//! Single surface for locating and running external tools.
//!
//! Every subprocess the orchestrator starts goes through a [`CommandRunner`],
//! so tests can substitute a stub and so every child is bound to the caller's
//! [`RunContext`].
use crate::context::{ContextError, RunContext};
use anyhow::{Context, Result};
use std::io::{Read, Write};
#[cfg(unix)]
use std::os::unix::process::CommandExt;
use std::path::{Path, PathBuf};
use std::process::{Child, Command, ExitStatus, Stdio};
use std::sync::atomic::{AtomicBool, Ordering};
use std::sync::Mutex;
use std::time::{Duration, Instant};

const POLL_INTERVAL: Duration = Duration::from_millis(25);
const TERMINATE_GRACE: Duration = Duration::from_secs(2);
/// How long output pipes may stay open after the child itself has exited.
const PIPE_GRACE: Duration = Duration::from_millis(500);

/// Subprocess failures the orchestrator needs to classify.
#[derive(Debug, thiserror::Error)]
pub enum CommandError {
    #[error("{tool}: command not found")]
    NotFound { tool: String },
    #[error("{tool} exited with {}", exit_label(.code))]
    Exit { tool: String, code: Option<i32> },
    #[error("{tool} interrupted: {cause}")]
    Interrupted { tool: String, cause: ContextError },
    #[error("{tool}: {source}")]
    Io {
        tool: String,
        #[source]
        source: std::io::Error,
    },
}

impl CommandError {
    pub fn tool(&self) -> &str {
        match self {
            CommandError::NotFound { tool }
            | CommandError::Exit { tool, .. }
            | CommandError::Interrupted { tool, .. }
            | CommandError::Io { tool, .. } => tool,
        }
    }

    /// Exit code of a completed process, when there is one.
    pub fn exit_code(&self) -> Option<i32> {
        match self {
            CommandError::Exit { code, .. } => *code,
            _ => None,
        }
    }
}

fn exit_label(code: &Option<i32>) -> String {
    match *code {
        Some(code) => format!("exit code {code}"),
        None => "a signal".to_string(),
    }
}

/// Destination for subprocess output; shared across the tee threads.
pub type Log = dyn Write + Send;

/// Process lookup, run, and capture.
///
/// `run` and `capture` fail immediately with the context error if `ctx` is
/// already done. Errors carry the tool name.
pub trait CommandRunner: Send + Sync {
    /// Locate an executable on `PATH`.
    fn lookup(&self, name: &str) -> Result<PathBuf>;

    /// Run to completion, streaming stdout and stderr to `log`.
    fn run(
        &self,
        ctx: &RunContext,
        dir: &Path,
        log: &mut Log,
        name: &str,
        args: &[String],
    ) -> Result<()>;

    /// Like [`CommandRunner::run`] but return stdout; stderr still goes to `log`.
    fn capture(
        &self,
        ctx: &RunContext,
        dir: &Path,
        log: &mut Log,
        name: &str,
        args: &[String],
    ) -> Result<String>;
}

/// Default runner backed by real processes.
#[derive(Debug, Default, Clone, Copy)]
pub struct SystemCommands;

impl CommandRunner for SystemCommands {
    fn lookup(&self, name: &str) -> Result<PathBuf> {
        which::which(name).map_err(|_| {
            CommandError::NotFound {
                tool: name.to_string(),
            }
            .into()
        })
    }

    fn run(
        &self,
        ctx: &RunContext,
        dir: &Path,
        log: &mut Log,
        name: &str,
        args: &[String],
    ) -> Result<()> {
        execute(ctx, dir, log, name, args, false).map(|_| ())
    }

    fn capture(
        &self,
        ctx: &RunContext,
        dir: &Path,
        log: &mut Log,
        name: &str,
        args: &[String],
    ) -> Result<String> {
        let stdout = execute(ctx, dir, log, name, args, true)?;
        String::from_utf8(stdout).with_context(|| format!("decode {name} stdout as UTF-8"))
    }
}

/// Render a command line for logs.
pub fn display_command(name: &str, args: &[String]) -> String {
    let mut parts = Vec::with_capacity(args.len() + 1);
    parts.push(name);
    parts.extend(args.iter().map(String::as_str));
    shell_words::join(parts)
}

/// Convenience for building owned argument lists.
pub fn args<I, S>(items: I) -> Vec<String>
where
    I: IntoIterator<Item = S>,
    S: Into<String>,
{
    items.into_iter().map(Into::into).collect()
}

fn execute(
    ctx: &RunContext,
    dir: &Path,
    log: &mut Log,
    name: &str,
    args: &[String],
    capture_stdout: bool,
) -> Result<Vec<u8>> {
    if let Some(cause) = ctx.err() {
        return Err(cause.into());
    }
    let _ = writeln!(log, "$ {}", display_command(name, args));

    let mut cmd = Command::new(name);
    cmd.args(args)
        .current_dir(dir)
        .stdin(Stdio::null())
        .stdout(Stdio::piped())
        .stderr(Stdio::piped());
    #[cfg(unix)]
    cmd.process_group(0);
    let start = Instant::now();
    let mut child = cmd.spawn().map_err(|err| spawn_error(name, err))?;
    let stdout = child.stdout.take();
    let stderr = child.stderr.take();

    let log = Mutex::new(log);
    let stop = AtomicBool::new(false);
    let (status, cut, captured) = std::thread::scope(|scope| {
        let log = &log;
        let stop = &stop;
        let out_handle = scope.spawn(move || {
            let mut captured = Vec::new();
            if let Some(stream) = stdout {
                pump(stream, log, capture_stdout.then_some(&mut captured), stop);
            }
            captured
        });
        let err_handle = scope.spawn(move || {
            if let Some(stream) = stderr {
                pump(stream, log, None, stop);
            }
        });
        let status = supervise(ctx, &mut child, name);
        let cut = drain_pipes(ctx, stop, || {
            out_handle.is_finished() && err_handle.is_finished()
        });
        let captured = out_handle.join().unwrap_or_default();
        let _ = err_handle.join();
        (status, cut, captured)
    });
    let status = status?;
    if let Some(cause) = cut {
        tracing::warn!(tool = name, "output pipes still open when the context ended");
        return Err(CommandError::Interrupted {
            tool: name.to_string(),
            cause,
        }
        .into());
    }

    tracing::debug!(
        tool = name,
        elapsed_ms = start.elapsed().as_millis() as u64,
        code = status.code(),
        "command finished"
    );
    if !status.success() {
        return Err(CommandError::Exit {
            tool: name.to_string(),
            code: status.code(),
        }
        .into());
    }
    Ok(captured)
}

fn spawn_error(name: &str, err: std::io::Error) -> anyhow::Error {
    if err.kind() == std::io::ErrorKind::NotFound {
        return CommandError::NotFound {
            tool: name.to_string(),
        }
        .into();
    }
    CommandError::Io {
        tool: name.to_string(),
        source: err,
    }
    .into()
}

/// Wait for the tee threads once the child has exited. A detached
/// grandchild can hold the pipes open indefinitely, so reading stops after
/// [`PIPE_GRACE`] or as soon as `ctx` ends; the latter is returned.
fn drain_pipes(
    ctx: &RunContext,
    stop: &AtomicBool,
    finished: impl Fn() -> bool,
) -> Option<ContextError> {
    let grace_end = Instant::now() + PIPE_GRACE;
    while !finished() {
        if let Some(cause) = ctx.err() {
            stop.store(true, Ordering::Relaxed);
            return Some(cause);
        }
        if Instant::now() >= grace_end {
            tracing::debug!("output pipes held open past exit; detaching");
            stop.store(true, Ordering::Relaxed);
            return None;
        }
        std::thread::sleep(POLL_INTERVAL);
    }
    None
}

/// A pipe that can report readiness without blocking past one poll interval.
trait PollRead: Read {
    /// True when a read will not block (data or EOF).
    fn wait_readable(&self) -> bool;
}

#[cfg(unix)]
impl<T: Read + std::os::fd::AsRawFd> PollRead for T {
    fn wait_readable(&self) -> bool {
        let mut pfd = libc::pollfd {
            fd: self.as_raw_fd(),
            events: libc::POLLIN,
            revents: 0,
        };
        let timeout = libc::c_int::try_from(POLL_INTERVAL.as_millis()).unwrap_or(25);
        // SAFETY: `pfd` is a single valid pollfd that outlives the call.
        let ready = unsafe { libc::poll(&mut pfd, 1, timeout) };
        ready > 0
    }
}

#[cfg(not(unix))]
impl<T: Read> PollRead for T {
    fn wait_readable(&self) -> bool {
        true
    }
}

fn pump<R: PollRead>(
    mut stream: R,
    log: &Mutex<&mut Log>,
    mut capture: Option<&mut Vec<u8>>,
    stop: &AtomicBool,
) {
    let mut buf = [0u8; 8192];
    loop {
        if stop.load(Ordering::Relaxed) {
            break;
        }
        if !stream.wait_readable() {
            continue;
        }
        let read = match stream.read(&mut buf) {
            Ok(0) | Err(_) => break,
            Ok(read) => read,
        };
        let chunk = &buf[..read];
        match capture.as_deref_mut() {
            Some(captured) => captured.extend_from_slice(chunk),
            None => {
                if let Ok(mut log) = log.lock() {
                    let _ = log.write_all(chunk);
                }
            }
        }
    }
}

fn supervise(ctx: &RunContext, child: &mut Child, name: &str) -> Result<ExitStatus> {
    loop {
        if let Some(status) = child
            .try_wait()
            .with_context(|| format!("wait for {name}"))?
        {
            return Ok(status);
        }
        if let Some(cause) = ctx.err() {
            terminate(child);
            return Err(CommandError::Interrupted {
                tool: name.to_string(),
                cause,
            }
            .into());
        }
        std::thread::sleep(POLL_INTERVAL);
    }
}

/// SIGTERM, then SIGKILL once the grace period lapses.
fn terminate(child: &mut Child) {
    #[cfg(unix)]
    {
        if let Ok(pid) = i32::try_from(child.id()) {
            // SAFETY: signalling the process group of a child we spawned and
            // have not yet reaped.
            unsafe {
                libc::kill(-pid, libc::SIGTERM);
            }
            let start = Instant::now();
            while start.elapsed() < TERMINATE_GRACE {
                if matches!(child.try_wait(), Ok(Some(_))) {
                    return;
                }
                std::thread::sleep(POLL_INTERVAL);
            }
            // SAFETY: as above.
            unsafe {
                libc::kill(-pid, libc::SIGKILL);
            }
        }
    }
    let _ = child.kill();
    let _ = child.wait();
}

/// True when `path` is a file the current platform would execute.
///
/// POSIX requires at least one execute bit; elsewhere existence is enough.
pub fn is_executable(path: &Path) -> bool {
    let Ok(meta) = std::fs::metadata(path) else {
        return false;
    };
    if !meta.is_file() {
        return false;
    }
    #[cfg(unix)]
    {
        use std::os::unix::fs::PermissionsExt;
        meta.permissions().mode() & 0o111 != 0
    }
    #[cfg(not(unix))]
    {
        true
    }
}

——

### Problem description
Print only what lies in the material above starting at the line with "return Err(cause.into());" and ending at the line with "let stop = AtomicBool::new(false);", every line exactly as given.

### Your response
        return Err(cause.into());
    }
    let _ = writeln!(log, "$ {}", display_command(name, args));

    let mut cmd = Command::new(name);
    cmd.args(args)
        .current_dir(dir)
        .stdin(Stdio::null())
        .stdout(Stdio::piped())
        .stderr(Stdio::piped());
    #[cfg(unix)]
    cmd.process_group(0);
    let start = Instant::now();
    let mut child = cmd.spawn().map_err(|err| spawn_error(name, err))?;
    let stdout = child.stdout.take();
    let stderr = child.stderr.take();

    let log = Mutex::new(log);
    let stop = AtomicBool::new(false);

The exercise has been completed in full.